Work task. Return every line of the records that includes the string "sleep".

Data listing.
# # #

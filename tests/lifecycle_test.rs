mod common;

use std::sync::Arc;
use std::time::Duration;

use common::{device, temperature_payload, RecordingDispatcher, ScriptedFetcher, TokioClock};
use thermo_watch::domain::thermometer::{
    InMemoryThermometerStore, RegisterThermometer, ThermometerStore,
};
use thermo_watch::monitoring::{LifecycleState, MonitoringStatus};
use thermo_watch::{assemble, AppState, MonitoringOptions};

const TICK: Duration = Duration::from_secs(10);

struct Harness {
    store: Arc<InMemoryThermometerStore>,
    fetcher: Arc<ScriptedFetcher>,
    dispatcher: Arc<RecordingDispatcher>,
    state: AppState,
}

fn harness() -> Harness {
    let store = Arc::new(InMemoryThermometerStore::new());
    let fetcher = ScriptedFetcher::new();
    let dispatcher = RecordingDispatcher::new();
    let state = assemble(
        store.clone(),
        fetcher.clone(),
        dispatcher.clone(),
        TokioClock::new(),
        MonitoringOptions {
            tick_interval: TICK,
            ..MonitoringOptions::default()
        },
    );

    Harness {
        store,
        fetcher,
        dispatcher,
        state,
    }
}

fn register(id: &str, channel: &str) -> RegisterThermometer {
    RegisterThermometer {
        thermometer_id: id.to_string(),
        channel_id: channel.to_string(),
        channel_name: Some("server-room".to_string()),
        ..RegisterThermometer::default()
    }
}

mod state_machine {
    use super::*;

    #[tokio::test(start_paused = true)]
    async fn should_start_once_when_started_twice() {
        // Arrange
        let h = harness();
        h.store.insert(device("T1", "C1", 10)).await.unwrap();
        h.fetcher.answer("T1", temperature_payload(20.0));

        // Act
        let first = h.state.lifecycle.start();
        let second = h.state.lifecycle.start();
        tokio::time::sleep(Duration::from_secs(25)).await;

        // Assert
        assert!(first);
        assert!(!second);
        assert_eq!(h.state.lifecycle.state(), LifecycleState::Running);
        assert_eq!(h.fetcher.calls_for("T1"), 3);
    }

    #[tokio::test(start_paused = true)]
    async fn should_treat_stop_while_stopped_as_noop() {
        let h = harness();

        assert!(!h.state.lifecycle.stop());
        assert_eq!(h.state.lifecycle.state(), LifecycleState::Stopped);
    }

    #[tokio::test(start_paused = true)]
    async fn should_not_tick_after_stop_and_tick_again_after_restart() {
        // Arrange
        let h = harness();
        h.store.insert(device("T1", "C1", 10)).await.unwrap();
        h.fetcher.answer("T1", temperature_payload(20.0));
        h.state.lifecycle.start();
        tokio::time::sleep(Duration::from_secs(15)).await;

        // Act
        assert!(h.state.lifecycle.stop());
        tokio::time::sleep(Duration::from_secs(60)).await;
        let while_stopped = h.fetcher.calls_for("T1");

        h.state.lifecycle.start();
        tokio::time::sleep(Duration::from_millis(1)).await;

        // Assert
        assert_eq!(while_stopped, 2);
        assert_eq!(h.fetcher.calls_for("T1"), 3);
    }

    #[tokio::test(start_paused = true)]
    async fn should_let_in_flight_tick_finish_after_stop() {
        // Arrange
        let h = harness();
        h.store.insert(device("SLOW", "C1", 10)).await.unwrap();
        h.fetcher.answer("SLOW", temperature_payload(20.0));
        h.fetcher.delay("SLOW", Duration::from_secs(5));
        h.state.lifecycle.start();
        tokio::time::sleep(Duration::from_secs(1)).await;

        // Act
        h.state.lifecycle.stop();
        tokio::time::sleep(Duration::from_secs(30)).await;

        // Assert
        assert_eq!(h.dispatcher.sent_for("SLOW").len(), 1);
        assert_eq!(h.fetcher.calls_for("SLOW"), 1);
    }

    #[tokio::test(start_paused = true)]
    async fn should_wait_for_in_flight_tick_on_shutdown() {
        let h = harness();
        h.store.insert(device("SLOW", "C1", 10)).await.unwrap();
        h.fetcher.answer("SLOW", temperature_payload(20.0));
        h.fetcher.delay("SLOW", Duration::from_secs(5));
        h.state.lifecycle.start();
        tokio::time::sleep(Duration::from_secs(1)).await;

        h.state.lifecycle.shutdown().await;

        assert_eq!(h.dispatcher.sent_for("SLOW").len(), 1);
        assert!(!h.state.lifecycle.is_running());
    }

    #[tokio::test(start_paused = true)]
    async fn should_report_status() {
        let h = harness();

        let stopped = h.state.lifecycle.status();
        h.state.lifecycle.start();
        let running = h.state.lifecycle.status();

        assert_eq!(
            stopped,
            MonitoringStatus {
                running: false,
                tick_interval_secs: 10
            }
        );
        assert!(running.running);
    }

    #[tokio::test(start_paused = true)]
    async fn should_keep_polling_healthy_devices_while_one_fetch_hangs() {
        // Arrange
        let store = Arc::new(InMemoryThermometerStore::new());
        let fetcher = ScriptedFetcher::new();
        let dispatcher = RecordingDispatcher::new();
        let state = assemble(
            store.clone(),
            fetcher.clone(),
            dispatcher.clone(),
            TokioClock::new(),
            MonitoringOptions {
                tick_interval: TICK,
                call_timeout: Duration::from_secs(5),
                ..MonitoringOptions::default()
            },
        );
        store.insert(device("HUNG", "C1", 10)).await.unwrap();
        store.insert(device("OK", "C1", 10)).await.unwrap();
        fetcher.hang("HUNG");
        fetcher.answer("OK", temperature_payload(20.0));

        // Act
        state.lifecycle.start();
        tokio::time::sleep(Duration::from_secs(3600)).await;

        // Assert
        assert_eq!(state.lifecycle.state(), LifecycleState::Running);
        assert!(fetcher.calls_for("OK") >= 300);
        assert!(dispatcher.sent_for("OK").len() >= 300);
        assert!(dispatcher.sent_for("HUNG").is_empty());
    }
}

mod registration_events {
    use super::*;

    #[tokio::test(start_paused = true)]
    async fn should_run_while_a_device_is_registered() {
        // Arrange
        let h = harness();
        h.fetcher.answer("T1", temperature_payload(20.0));

        // Act
        h.state
            .thermometer_service
            .register(register("T1", "C1"))
            .await
            .unwrap();
        let after_register = h.state.lifecycle.state();
        tokio::time::sleep(Duration::from_millis(1)).await;
        h.state
            .thermometer_service
            .unregister("T1", "C1")
            .await
            .unwrap();

        // Assert
        assert_eq!(after_register, LifecycleState::Running);
        assert_eq!(h.state.lifecycle.state(), LifecycleState::Stopped);
        assert_eq!(h.dispatcher.sent_for("T1").len(), 1);
    }

    #[tokio::test(start_paused = true)]
    async fn should_keep_running_while_other_devices_remain() {
        let h = harness();
        let service = &h.state.thermometer_service;
        service.register(register("T1", "C1")).await.unwrap();
        service.register(register("T2", "C2")).await.unwrap();

        service.unregister("T1", "C1").await.unwrap();

        assert!(h.state.lifecycle.is_running());
    }

    #[tokio::test(start_paused = true)]
    async fn should_keep_single_loop_when_registering_repeatedly() {
        // Arrange
        let h = harness();
        let service = &h.state.thermometer_service;
        h.fetcher.answer("T1", temperature_payload(20.0));
        h.fetcher.answer("T2", temperature_payload(20.0));

        // Act
        service.register(register("T1", "C1")).await.unwrap();
        service.register(register("T2", "C1")).await.unwrap();
        tokio::time::sleep(Duration::from_secs(25)).await;

        // Assert
        assert!(h.state.lifecycle.is_running());
        assert_eq!(h.fetcher.calls_for("T1"), 3);
        assert_eq!(h.fetcher.calls_for("T2"), 3);
    }

    #[tokio::test(start_paused = true)]
    async fn should_resume_when_registry_has_active_devices() {
        let h = harness();
        h.store.insert(device("T1", "C1", 10)).await.unwrap();

        let resumed = h.state.lifecycle.resume_if_active().await.unwrap();

        assert!(resumed);
        assert!(h.state.lifecycle.is_running());
    }

    #[tokio::test(start_paused = true)]
    async fn should_stay_idle_when_registry_is_empty() {
        let h = harness();

        let resumed = h.state.lifecycle.resume_if_active().await.unwrap();

        assert!(!resumed);
        assert_eq!(h.state.lifecycle.state(), LifecycleState::Stopped);
    }
}
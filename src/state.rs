use std::sync::Arc;

use crate::domain::thermometer::ThermometerService;
use crate::monitoring::LifecycleController;

#[derive(Clone)]
pub struct AppState {
    pub thermometer_service: Arc<ThermometerService>,
    pub lifecycle: Arc<LifecycleController>,
}
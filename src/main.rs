use std::net::SocketAddr;
use std::sync::Arc;

use thermo_watch::config::{establish_connection, AppConfig};
use thermo_watch::domain::thermometer::{
    InMemoryThermometerStore, SeaOrmThermometerStore, ThresholdPolicy,
};
use thermo_watch::monitoring::{SlackAlert, SystemClock, TuyaClient};
use thermo_watch::shutdown::shutdown_signal;
use thermo_watch::utils::logging::init_logging;
use thermo_watch::{app, assemble, AppState, MonitoringOptions};

#[tokio::main]
async fn main() -> Result<(), Box<dyn std::error::Error>> {
    // 1. Environment
    dotenvy::dotenv().ok();

    // 2. Logging (guard must outlive the server)
    let _log_guard = init_logging();

    // 3. Configuration
    let config = AppConfig::from_env()?;

    // 4. Collaborators
    let fetcher = Arc::new(TuyaClient::new(config.tuya.clone()).with_timeout(config.call_timeout));
    let dispatcher = Arc::new(
        SlackAlert::from_token(config.slack_bot_token.clone()).with_timeout(config.call_timeout),
    );
    if !dispatcher.is_enabled() {
        tracing::warn!("SLACK_BOT_TOKEN is not set; temperature alerts are disabled.");
    }
    let options = MonitoringOptions {
        tick_interval: config.tick_interval,
        max_concurrency: config.max_concurrency,
        call_timeout: config.call_timeout,
        policy: ThresholdPolicy::default().with_min_interval(config.min_interval_secs),
    };

    // 5. Registry + monitoring
    let state: AppState = match config.database_url.as_deref() {
        Some(url) => {
            let db = establish_connection(url).await?;
            assemble(
                Arc::new(SeaOrmThermometerStore::new(db)),
                fetcher,
                dispatcher,
                Arc::new(SystemClock),
                options,
            )
        }
        None => {
            tracing::warn!("DATABASE_URL is not set; registrations are kept in memory only.");
            assemble(
                Arc::new(InMemoryThermometerStore::new()),
                fetcher,
                dispatcher,
                Arc::new(SystemClock),
                options,
            )
        }
    };

    match state.lifecycle.resume_if_active().await {
        Ok(true) => tracing::info!("Active thermometers found; monitoring resumed"),
        Ok(false) => tracing::info!("No active thermometers; monitoring idle"),
        Err(e) => tracing::error!(error = %e, "Could not read registry on startup"),
    }

    // 6. Server
    let lifecycle = state.lifecycle.clone();
    let addr = SocketAddr::from(([0, 0, 0, 0], config.server_port));
    tracing::info!("Server listening on {}", addr);

    let listener = tokio::net::TcpListener::bind(addr).await?;
    axum::serve(listener, app(state))
        .with_graceful_shutdown(shutdown_signal())
        .await?;

    lifecycle.shutdown().await;
    tracing::info!("Monitoring stopped; bye");
    Ok(())
}
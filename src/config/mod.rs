pub mod app_config;
pub mod database;

pub use app_config::{AppConfig, ConfigError};
pub use database::establish_connection;
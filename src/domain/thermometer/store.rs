use async_trait::async_trait;

use super::model::MonitoredDevice;
use crate::monitoring::{RegistryError, RegistryGateway};

/// Persistence of thermometer registrations
///
/// Extends the engine-facing [`RegistryGateway`] with the lookups and
/// writes needed by registration.
#[async_trait]
pub trait ThermometerStore: RegistryGateway {
    /// Record for the pair, active or not
    async fn find(
        &self,
        thermometer_id: &str,
        channel_id: &str,
    ) -> Result<Option<MonitoredDevice>, RegistryError>;

    /// Insert a new record; the pair must not exist yet
    async fn insert(&self, device: MonitoredDevice) -> Result<MonitoredDevice, RegistryError>;

    /// Overwrite the record for the device's pair
    ///
    /// `last_checked_at` is left as stored; it belongs to the engine.
    async fn update(&self, device: MonitoredDevice) -> Result<MonitoredDevice, RegistryError>;

    /// Active records of a channel, newest first
    async fn list_active_by_channel(
        &self,
        channel_id: &str,
    ) -> Result<Vec<MonitoredDevice>, RegistryError>;
}
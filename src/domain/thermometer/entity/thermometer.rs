use sea_orm::entity::prelude::*;
use serde::{Deserialize, Serialize};

#[derive(Clone, Debug, PartialEq, DeriveEntityModel, Serialize, Deserialize)]
#[sea_orm(table_name = "thermometer")]
pub struct Model {
    #[sea_orm(primary_key)]
    pub id: i64,
    pub thermometer_id: String,
    pub channel_id: String,
    pub channel_name: String,
    pub is_active: bool,
    /// Seconds
    pub monitoring_interval: i32,
    pub min_temp: f64,
    pub max_temp: f64,
    pub warning_temp: f64,
    pub last_checked_at: Option<DateTimeUtc>,
    pub created_at: DateTimeUtc,
    pub updated_at: DateTimeUtc,
}

#[derive(Copy, Clone, Debug, EnumIter, DeriveRelation)]
pub enum Relation {}

impl ActiveModelBehavior for ActiveModel {}
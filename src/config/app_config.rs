use std::env;
use std::time::Duration;

use crate::domain::thermometer::policy::INTERVAL_FLOOR_SECS;
use crate::monitoring::engine::{DEFAULT_CALL_TIMEOUT, DEFAULT_MAX_CONCURRENCY};
use crate::monitoring::lifecycle::DEFAULT_TICK_INTERVAL;
use crate::monitoring::tuya_client::{TuyaConfig, TUYA_BASE_URL};

/// Default anti-abuse floor for per-device poll intervals (seconds)
pub const DEFAULT_MIN_INTERVAL_SECS: u32 = INTERVAL_FLOOR_SECS;

/// Process configuration
#[derive(Debug, Clone)]
pub struct AppConfig {
    pub server_port: u16,

    // Monitoring
    pub tick_interval: Duration,
    pub max_concurrency: usize,
    pub min_interval_secs: u32,
    /// Upper bound for one vendor or alert HTTP call
    pub call_timeout: Duration,

    /// MySQL URL; the in-memory registry is used when absent
    pub database_url: Option<String>,

    pub tuya: TuyaConfig,
    /// Slack bot token; alerts are disabled when absent
    pub slack_bot_token: Option<String>,
}

impl AppConfig {
    /// Load configuration from the process environment
    pub fn from_env() -> Result<Self, ConfigError> {
        Self::from_lookup(|key| env::var(key).ok())
    }

    /// Load configuration from an arbitrary key lookup
    pub fn from_lookup<F>(lookup: F) -> Result<Self, ConfigError>
    where
        F: Fn(&str) -> Option<String>,
    {
        let var = |key: &str| lookup(key).map(|v| v.trim().to_string()).filter(|v| !v.is_empty());

        let server_port = match var("SERVER_PORT") {
            Some(v) => v.parse().map_err(|_| ConfigError::InvalidPort(v))?,
            None => 8080,
        };

        let tick_secs: u64 = parse_or(&var, "MONITOR_TICK_SECS", DEFAULT_TICK_INTERVAL.as_secs())?;
        if tick_secs == 0 {
            return Err(ConfigError::InvalidNumber {
                key: "MONITOR_TICK_SECS",
                value: "0".to_string(),
            });
        }

        let max_concurrency: usize =
            parse_or(&var, "MONITOR_MAX_CONCURRENCY", DEFAULT_MAX_CONCURRENCY)?;
        let min_interval_secs: u32 =
            parse_or(&var, "MONITOR_MIN_INTERVAL_SECS", DEFAULT_MIN_INTERVAL_SECS)?;

        let call_timeout_secs: u64 =
            parse_or(&var, "MONITOR_CALL_TIMEOUT_SECS", DEFAULT_CALL_TIMEOUT.as_secs())?;

        let access_key = var("TUYA_ACCESS_KEY").unwrap_or_else(|| {
            tracing::warn!("TUYA_ACCESS_KEY is not set; device status requests will be rejected.");
            String::new()
        });
        let secret_key = var("TUYA_SECRET_KEY").unwrap_or_else(|| {
            tracing::warn!("TUYA_SECRET_KEY is not set; device status requests will be rejected.");
            String::new()
        });

        Ok(Self {
            server_port,
            tick_interval: Duration::from_secs(tick_secs),
            max_concurrency: max_concurrency.max(1),
            min_interval_secs: min_interval_secs.max(1),
            call_timeout: Duration::from_secs(call_timeout_secs.max(1)),
            database_url: var("DATABASE_URL"),
            tuya: TuyaConfig {
                base_url: var("TUYA_BASE_URL").unwrap_or_else(|| TUYA_BASE_URL.to_string()),
                access_key,
                secret_key,
            },
            slack_bot_token: var("SLACK_BOT_TOKEN"),
        })
    }
}

fn parse_or<T, F>(var: &F, key: &'static str, default: T) -> Result<T, ConfigError>
where
    T: std::str::FromStr,
    F: Fn(&str) -> Option<String>,
{
    match var(key) {
        Some(value) => value
            .parse()
            .map_err(|_| ConfigError::InvalidNumber { key, value }),
        None => Ok(default),
    }
}

#[derive(Debug, thiserror::Error)]
pub enum ConfigError {
    #[error("Invalid port number: {0}")]
    InvalidPort(String),
    #[error("Invalid value for {key}: {value}")]
    InvalidNumber { key: &'static str, value: String },
}

#[cfg(test)]
mod tests {
    use super::*;
    use std::collections::HashMap;

    fn load(pairs: &[(&str, &str)]) -> Result<AppConfig, ConfigError> {
        let vars: HashMap<String, String> = pairs
            .iter()
            .map(|(k, v)| (k.to_string(), v.to_string()))
            .collect();
        AppConfig::from_lookup(|key| vars.get(key).cloned())
    }

    #[test]
    fn should_apply_defaults_when_unset() {
        // Act
        let config = load(&[]).unwrap();

        // Assert
        assert_eq!(config.server_port, 8080);
        assert_eq!(config.tick_interval, Duration::from_secs(10));
        assert_eq!(config.max_concurrency, 4);
        assert_eq!(config.min_interval_secs, 5);
        assert_eq!(config.call_timeout, Duration::from_secs(20));
        assert!(config.database_url.is_none());
        assert!(config.slack_bot_token.is_none());
        assert_eq!(config.tuya.base_url, TUYA_BASE_URL);
    }

    #[test]
    fn should_read_overrides() {
        let config = load(&[
            ("SERVER_PORT", "9090"),
            ("MONITOR_TICK_SECS", "30"),
            ("MONITOR_MAX_CONCURRENCY", "16"),
            ("MONITOR_MIN_INTERVAL_SECS", "60"),
            ("MONITOR_CALL_TIMEOUT_SECS", "5"),
            ("DATABASE_URL", "mysql://user:pw@localhost/thermo"),
            ("SLACK_BOT_TOKEN", "xoxb-test"),
            ("TUYA_ACCESS_KEY", "ak"),
            ("TUYA_SECRET_KEY", "sk"),
        ])
        .unwrap();

        assert_eq!(config.server_port, 9090);
        assert_eq!(config.tick_interval, Duration::from_secs(30));
        assert_eq!(config.max_concurrency, 16);
        assert_eq!(config.min_interval_secs, 60);
        assert_eq!(config.call_timeout, Duration::from_secs(5));
        assert_eq!(
            config.database_url.as_deref(),
            Some("mysql://user:pw@localhost/thermo")
        );
        assert_eq!(config.slack_bot_token.as_deref(), Some("xoxb-test"));
        assert_eq!(config.tuya.access_key, "ak");
    }

    #[test]
    fn should_treat_blank_values_as_unset() {
        let config = load(&[("DATABASE_URL", "  "), ("SLACK_BOT_TOKEN", "")]).unwrap();

        assert!(config.database_url.is_none());
        assert!(config.slack_bot_token.is_none());
    }

    #[test]
    fn should_reject_unparsable_numbers() {
        let port = load(&[("SERVER_PORT", "http")]);
        let tick = load(&[("MONITOR_TICK_SECS", "0")]);
        let concurrency = load(&[("MONITOR_MAX_CONCURRENCY", "-1")]);

        assert!(matches!(port, Err(ConfigError::InvalidPort(_))));
        assert!(matches!(tick, Err(ConfigError::InvalidNumber { key: "MONITOR_TICK_SECS", .. })));
        assert!(matches!(
            concurrency,
            Err(ConfigError::InvalidNumber { key: "MONITOR_MAX_CONCURRENCY", .. })
        ));
    }
}
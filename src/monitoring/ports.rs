//! Collaborator interfaces consumed by the monitoring engine

use async_trait::async_trait;
use chrono::{DateTime, Utc};

use super::classifier::TemperatureStatus;
use super::error::{DispatchError, FetchError, RegistryError};
use super::reading::{RawStatus, Reading};
use crate::domain::thermometer::MonitoredDevice;

/// Source of the persisted set of monitored devices
///
/// Read on every tick; implementations must tolerate concurrent
/// registration changes.
#[async_trait]
pub trait RegistryGateway: Send + Sync {
    /// All active devices
    async fn list_active(&self) -> Result<Vec<MonitoredDevice>, RegistryError>;

    /// Number of active devices
    async fn count_active(&self) -> Result<usize, RegistryError>;

    /// Record a successful poll for the `(thermometer_id, channel_id)` pair
    async fn update_last_check(
        &self,
        thermometer_id: &str,
        channel_id: &str,
        checked_at: DateTime<Utc>,
    ) -> Result<(), RegistryError>;
}

/// Supplies the current raw status of a device
#[async_trait]
pub trait DeviceStatusFetcher: Send + Sync {
    async fn fetch(&self, device_id: &str) -> Result<RawStatus, FetchError>;
}

/// Delivers an alert for a classified reading
#[async_trait]
pub trait AlertDispatcher: Send + Sync {
    async fn dispatch(
        &self,
        device: &MonitoredDevice,
        reading: Option<&Reading>,
        status: &TemperatureStatus,
    ) -> Result<(), DispatchError>;
}
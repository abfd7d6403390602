//! Thermometer registrations: model, threshold policy, stores, service, HTTP
pub mod db_store;
pub mod dto;
pub mod entity;
pub mod error;
pub mod handler;
pub mod memory_store;
pub mod model;
pub mod policy;
pub mod service;
pub mod store;

pub use db_store::SeaOrmThermometerStore;
pub use error::{ConfigurationError, ThermometerError};
pub use memory_store::InMemoryThermometerStore;
pub use model::{DeviceSettings, MonitoredDevice, Thresholds};
pub use policy::{Bounds, ThresholdPolicy, ThresholdSettings};
pub use service::{RegisterThermometer, ThermometerService};
pub use store::ThermometerStore;
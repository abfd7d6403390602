use chrono::{DateTime, Utc};
use serde::{Deserialize, Serialize};
use utoipa::ToSchema;
use validator::Validate;

use super::model::MonitoredDevice;
use crate::monitoring::MonitoringStatus;
use super::policy::ThresholdSettings;
use super::service::RegisterThermometer;

/// Thermometer registration request
///
/// Omitted settings take the policy defaults; out-of-range values are clamped.
#[derive(Debug, Deserialize, Validate, ToSchema)]
#[serde(rename_all = "camelCase")]
pub struct RegisterThermometerRequest {
    #[validate(length(min = 1, max = 64, message = "thermometerId must be 1-64 characters"))]
    #[schema(example = "bf1234abcd")]
    pub thermometer_id: String,

    #[validate(length(min = 1, max = 64, message = "channelId must be 1-64 characters"))]
    #[schema(example = "C0123456789")]
    pub channel_id: String,

    #[validate(length(max = 80, message = "channelName must not exceed 80 characters"))]
    pub channel_name: Option<String>,

    /// Poll interval in seconds
    #[schema(example = 60)]
    pub monitoring_interval: Option<f64>,
    #[schema(example = 18.0)]
    pub min_temp: Option<f64>,
    #[schema(example = 27.0)]
    pub max_temp: Option<f64>,
    /// Warning margin from either bound (°C)
    #[schema(example = 2.0)]
    pub warning_temp: Option<f64>,
}

impl From<RegisterThermometerRequest> for RegisterThermometer {
    fn from(req: RegisterThermometerRequest) -> Self {
        Self {
            thermometer_id: req.thermometer_id,
            channel_id: req.channel_id,
            channel_name: req.channel_name,
            settings: ThresholdSettings {
                monitoring_interval: req.monitoring_interval,
                min_temp: req.min_temp,
                max_temp: req.max_temp,
                warning_temp: req.warning_temp,
            },
        }
    }
}

/// Channel to unregister from
#[derive(Debug, Deserialize, Validate)]
#[serde(rename_all = "camelCase")]
pub struct UnregisterQuery {
    #[validate(length(min = 1, message = "channelId is required"))]
    pub channel_id: String,
}

#[derive(Debug, Serialize, ToSchema)]
#[serde(rename_all = "camelCase")]
pub struct ThermometerResponse {
    pub thermometer_id: String,
    pub channel_id: String,
    pub channel_name: String,
    pub is_active: bool,
    #[schema(example = 60)]
    pub monitoring_interval: u32,
    pub min_temp: f64,
    pub max_temp: f64,
    pub warning_temp: f64,
    pub last_checked_at: Option<DateTime<Utc>>,
    pub created_at: DateTime<Utc>,
    pub updated_at: DateTime<Utc>,
}

impl From<MonitoredDevice> for ThermometerResponse {
    fn from(device: MonitoredDevice) -> Self {
        Self {
            thermometer_id: device.thermometer_id,
            channel_id: device.channel_id,
            channel_name: device.channel_name,
            is_active: device.is_active,
            monitoring_interval: device.monitoring_interval,
            min_temp: device.thresholds.min_temp,
            max_temp: device.thresholds.max_temp,
            warning_temp: device.thresholds.warning_margin,
            last_checked_at: device.last_checked_at,
            created_at: device.created_at,
            updated_at: device.updated_at,
        }
    }
}

/// Success envelope (Swagger only)
#[derive(Debug, Serialize, ToSchema)]
#[serde(rename_all = "camelCase")]
pub struct SuccessThermometerResponse {
    pub is_success: bool,
    pub code: String,
    pub message: String,
    pub result: ThermometerResponse,
}

/// Success envelope (Swagger only)
#[derive(Debug, Serialize, ToSchema)]
#[serde(rename_all = "camelCase")]
pub struct SuccessThermometerListResponse {
    pub is_success: bool,
    pub code: String,
    pub message: String,
    pub result: Vec<ThermometerResponse>,
}

/// Success envelope (Swagger only)
#[derive(Debug, Serialize, ToSchema)]
#[serde(rename_all = "camelCase")]
pub struct SuccessMonitoringStatusResponse {
    pub is_success: bool,
    pub code: String,
    pub message: String,
    pub result: MonitoringStatus,
}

# # #

Task response.
        tokio::time::sleep(Duration::from_secs(25)).await;
        tokio::time::sleep(Duration::from_secs(15)).await;
        tokio::time::sleep(Duration::from_secs(60)).await;
        tokio::time::sleep(Duration::from_millis(1)).await;
        tokio::time::sleep(Duration::from_secs(1)).await;
        tokio::time::sleep(Duration::from_secs(30)).await;
        tokio::time::sleep(Duration::from_secs(1)).await;
        tokio::time::sleep(Duration::from_secs(3600)).await;
        tokio::time::sleep(Duration::from_millis(1)).await;
        tokio::time::sleep(Duration::from_secs(25)).await;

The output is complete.